> **Exercise instructions**
Would you print the records as they stand, down to the last character?

Dataset entries:
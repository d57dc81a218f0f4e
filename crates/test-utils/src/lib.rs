pub mod fake_driver;

use std::sync::Once;
use tracing_subscriber::{fmt, EnvFilter};

static INIT: Once = Once::new();

/// Initialise tracing for tests.
///
/// - Uses `with_test_writer()`, so logs are captured per-test.
/// - The Rust test harness only prints captured output for **failing** tests
///   (unless you run with `-- --nocapture`).
///
/// Enable levels with e.g.:
/// `RUST_LOG=debug cargo test`
pub fn init_tracing() {
    INIT.call_once(|| {
        let filter =
            EnvFilter::try_from_default_env().unwrap_or_else(|_| EnvFilter::new("info"));

        fmt()
            .with_env_filter(filter)
            .with_test_writer() // print only for failing tests unless --nocapture
            .with_target(true)
            .init();
    });
}

/// Run a future with a 5-second timeout.
#[allow(dead_code)]
pub async fn with_timeout<F, T>(f: F) -> T
where
    F: std::future::Future<Output = T>,
{
    tokio::time::timeout(std::time::Duration::from_secs(5), f)
        .await
        .expect("Test timed out after 5 seconds")
}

> **Written reply**
repository d57dc81a218f0f4e
filename crates/test-utils/src/lib.rs
pub mod fake_driver;

use std::sync::Once;
use tracing_subscriber::{fmt, EnvFilter};

static INIT: Once = Once::new();

/// Initialise tracing for tests.
///
/// - Uses `with_test_writer()`, so logs are captured per-test.
/// - The Rust test harness only prints captured output for **failing** tests
///   (unless you run with `-- --nocapture`).
///
/// Enable levels with e.g.:
/// `RUST_LOG=debug cargo test`
pub fn init_tracing() {
    INIT.call_once(|| {
        let filter =
            EnvFilter::try_from_default_env().unwrap_or_else(|_| EnvFilter::new("info"));

        fmt()
            .with_env_filter(filter)
            .with_test_writer() // print only for failing tests unless --nocapture
            .with_target(true)
            .init();
    });
}

/// Run a future with a 5-second timeout.
#[allow(dead_code)]
pub async fn with_timeout<F, T>(f: F) -> T
where
    F: std::future::Future<Output = T>,
{
    tokio::time::timeout(std::time::Duration::from_secs(5), f)
        .await
        .expect("Test timed out after 5 seconds")
}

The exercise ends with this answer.